Try it: The answer must be an exact copy of every record.

Records from a dataset:
# # # #

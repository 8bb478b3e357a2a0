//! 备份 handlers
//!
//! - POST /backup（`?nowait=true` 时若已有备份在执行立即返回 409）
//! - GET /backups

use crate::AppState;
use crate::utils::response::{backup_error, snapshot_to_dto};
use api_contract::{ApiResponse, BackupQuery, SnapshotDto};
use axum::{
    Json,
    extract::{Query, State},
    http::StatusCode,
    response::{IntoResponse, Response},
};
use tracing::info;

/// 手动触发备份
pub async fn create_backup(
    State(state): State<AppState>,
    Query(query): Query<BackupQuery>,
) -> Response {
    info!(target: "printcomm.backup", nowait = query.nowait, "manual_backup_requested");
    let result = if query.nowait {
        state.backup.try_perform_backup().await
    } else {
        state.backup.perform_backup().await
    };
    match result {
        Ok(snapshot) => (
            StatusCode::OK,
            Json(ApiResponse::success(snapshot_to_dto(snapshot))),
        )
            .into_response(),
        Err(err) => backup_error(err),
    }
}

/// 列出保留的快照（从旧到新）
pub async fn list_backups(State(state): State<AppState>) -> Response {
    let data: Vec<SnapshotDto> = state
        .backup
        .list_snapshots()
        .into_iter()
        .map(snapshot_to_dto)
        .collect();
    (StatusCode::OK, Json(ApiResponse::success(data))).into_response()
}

# # # #

Written solution:
repository 8bb478b3e357a2a0
//! 备份 handlers
//!
//! - POST /backup（`?nowait=true` 时若已有备份在执行立即返回 409）
//! - GET /backups

use crate::AppState;
use crate::utils::response::{backup_error, snapshot_to_dto};
use api_contract::{ApiResponse, BackupQuery, SnapshotDto};
use axum::{
    Json,
    extract::{Query, State},
    http::StatusCode,
    response::{IntoResponse, Response},
};
use tracing::info;

/// 手动触发备份
pub async fn create_backup(
    State(state): State<AppState>,
    Query(query): Query<BackupQuery>,
) -> Response {
    info!(target: "printcomm.backup", nowait = query.nowait, "manual_backup_requested");
    let result = if query.nowait {
        state.backup.try_perform_backup().await
    } else {
        state.backup.perform_backup().await
    };
    match result {
        Ok(snapshot) => (
            StatusCode::OK,
            Json(ApiResponse::success(snapshot_to_dto(snapshot))),
        )
            .into_response(),
        Err(err) => backup_error(err),
    }
}

/// 列出保留的快照（从旧到新）
pub async fn list_backups(State(state): State<AppState>) -> Response {
    let data: Vec<SnapshotDto> = state
        .backup
        .list_snapshots()
        .into_iter()
        .map(snapshot_to_dto)
        .collect();
    (StatusCode::OK, Json(ApiResponse::success(data))).into_response()
}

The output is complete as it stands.